Забыв о боли в спине, Рюг стал бесцеремонно расталкивать взрослых, тех, кому удалось встать, уклонившись от прямого попадания ледяных струй. Он видел перед собой лишь голубой комбинезончик крошки Ру и очень скоро нашел его, этот комбинезончик, правда уже изрядно перепачканный. К счастью, его обладатель остался цел и невредим. Вместе с другими детишками Ру оказался в ложбинке, куда стекала мутными ручьями вода, но которой не достигали убийственные водяные тараны. Близнецы и здесь оказались самыми жизнерадостными. Они уже вовсю командовали насмерть перепуганной ребятней:
– Ну, вы, мелочь пузатая, утрите сопли! Старшие, помогите младшим!
– Молодцы! – крикнул им Рюг.
– Эх, сейчас бы старую добрую катану, – сказал кто-то рядом знакомым, хотя и охрипшим голосом, – враз продырявил бы вонючие бурдюки этих дуроломов…
Рюг оглянулся. Конечно же, это был Лэн. Полуголый, мокрый, но готовый к драке.
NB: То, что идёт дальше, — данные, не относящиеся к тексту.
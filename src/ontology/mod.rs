//! Knowledge-base tables consumed by the matchers.
//!
//! An [`Ontology`] holds one side of a match run: its entities, their names,
//! property signatures and individual values. The subclass structure of both
//! sides lives in a single shared [`EntityHierarchy`] keyed by global ids.
//! Loading OWL or SKOS documents is left to external tooling, which hands
//! tables over as an [`OntologySnapshot`].

pub mod hierarchy;
pub mod lexicon;
pub mod snapshot;
pub mod values;

use std::collections::{BTreeMap, BTreeSet, HashMap};

use serde::{Deserialize, Serialize};

use crate::entity::{EntityId, EntityType};
use crate::error::{OntologyError, OntologyResult};

pub use hierarchy::EntityHierarchy;
pub use lexicon::{LexicalEntry, LexicalType, Lexicon, normalize_name};
pub use snapshot::{EntitySnapshot, NameSnapshot, OntologySnapshot};
pub use values::{PropertyValue, ValueTable};

/// Table row for one entity.
#[derive(Debug, Clone, PartialEq, Eq)]
pub struct EntityInfo {
    pub uri: String,
    pub kind: EntityType,
}

/// Domain, range and datatypes of a property.
///
/// Domain and range hold class ids of the same knowledge base. Datatypes are
/// the XSD datatype URIs a data property ranges over.
#[derive(Debug, Clone, Default, PartialEq, Eq, Serialize, Deserialize)]
pub struct PropertySignature {
    #[serde(default)]
    pub domain: BTreeSet<EntityId>,
    #[serde(default)]
    pub range: BTreeSet<EntityId>,
    #[serde(default)]
    pub datatypes: BTreeSet<String>,
}

impl PropertySignature {
    pub fn is_empty(&self) -> bool {
        self.domain.is_empty() && self.range.is_empty() && self.datatypes.is_empty()
    }
}

/// One knowledge base taking part in a match run.
#[derive(Debug, Clone, Default)]
pub struct Ontology {
    uri: String,
    entities: BTreeMap<EntityId, EntityInfo>,
    by_uri: HashMap<String, EntityId>,
    lexicon: Lexicon,
    signatures: HashMap<EntityId, PropertySignature>,
    values: ValueTable,
}

impl Ontology {
    /// Create an empty knowledge base identified by `uri`.
    pub fn new(uri: impl Into<String>) -> Self {
        Self {
            uri: uri.into(),
            ..Default::default()
        }
    }

    /// URI of the knowledge base itself.
    pub fn uri(&self) -> &str {
        &self.uri
    }

    /// Declare an entity.
    pub fn add_entity(
        &mut self,
        id: EntityId,
        uri: impl Into<String>,
        kind: EntityType,
    ) -> OntologyResult<()> {
        let uri = uri.into();
        if self.entities.contains_key(&id) {
            return Err(OntologyError::DuplicateEntity {
                id: id.get(),
                ontology: self.uri.clone(),
            });
        }
        self.by_uri.insert(uri.clone(), id);
        self.entities.insert(id, EntityInfo { uri, kind });
        Ok(())
    }

    pub fn contains(&self, id: EntityId) -> bool {
        self.entities.contains_key(&id)
    }

    /// Entities of one kind, in ascending id order.
    pub fn entities_of(&self, kind: EntityType) -> Vec<EntityId> {
        self.entities
            .iter()
            .filter(|(_, info)| info.kind == kind)
            .map(|(&id, _)| id)
            .collect()
    }

    /// All entity ids, in ascending order.
    pub fn entity_ids(&self) -> impl Iterator<Item = EntityId> + '_ {
        self.entities.keys().copied()
    }

    pub fn count(&self, kind: EntityType) -> usize {
        self.entities.values().filter(|info| info.kind == kind).count()
    }

    pub fn len(&self) -> usize {
        self.entities.len()
    }

    pub fn is_empty(&self) -> bool {
        self.entities.is_empty()
    }

    pub fn uri_of(&self, id: EntityId) -> Option<&str> {
        self.entities.get(&id).map(|info| info.uri.as_str())
    }

    pub fn type_of(&self, id: EntityId) -> Option<EntityType> {
        self.entities.get(&id).map(|info| info.kind)
    }

    pub fn id_for_uri(&self, uri: &str) -> Option<EntityId> {
        self.by_uri.get(uri).copied()
    }

    /// Fragment of the entity URI after the last `#` or `/`.
    pub fn local_name(&self, id: EntityId) -> Option<&str> {
        self.uri_of(id).map(local_name)
    }

    /// Display label: best lexicon name, else local name.
    pub fn label(&self, id: EntityId) -> String {
        self.lexicon
            .best_name(id)
            .map(str::to_string)
            .or_else(|| self.local_name(id).map(str::to_string))
            .unwrap_or_default()
    }

    pub fn lexicon(&self) -> &Lexicon {
        &self.lexicon
    }

    pub fn lexicon_mut(&mut self) -> &mut Lexicon {
        &mut self.lexicon
    }

    pub fn signature(&self, id: EntityId) -> Option<&PropertySignature> {
        self.signatures.get(&id)
    }

    pub fn set_signature(&mut self, id: EntityId, signature: PropertySignature) {
        if signature.is_empty() {
            self.signatures.remove(&id);
        } else {
            self.signatures.insert(id, signature);
        }
    }

    pub fn values(&self) -> &ValueTable {
        &self.values
    }

    pub fn values_mut(&mut self) -> &mut ValueTable {
        &mut self.values
    }
}

/// Fragment of a URI after the last `#` or `/`.
pub fn local_name(uri: &str) -> &str {
    let cut = uri.rfind(['#', '/']).map(|i| i + 1).unwrap_or(0);
    &uri[cut..]
}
Рюг молча потрепал старого дружка по могучему плечу. И в то же мгновение был едва не втоптан в грязь счастливой мамашей, обнаружившей свое дитя живым и невредимым.
– Ру, крошка мой!
Возник маленький переполох. Завидев большую тетю, чье лицо покрывала страшная маска из размазанной косметики и грязи, детишки бросились врассыпную. Лишь Ру остался стоять на месте и, когда женщина подхватила его на руки, неуверенно спросил:
– Мама?
Рюг деликатно отвернулся.
Лэн куда-то пропал. Напор воды заметно ослаб – в цистернах заканчивался ее запас. Внезапно тот самый очкастый спорщик, что тщетно пытался переубедить самонадеянного старика, пронзительно закричал:
– Все назад! В поселок! Отходите!
И сразу неизвестно откуда появились камнеуборщики. Взяв людей, в том числе и тех, кому удалось прорваться за пределы очерченного поливалками периметра, в полукольцо, они стали теснить их к низкой ограде стадиона.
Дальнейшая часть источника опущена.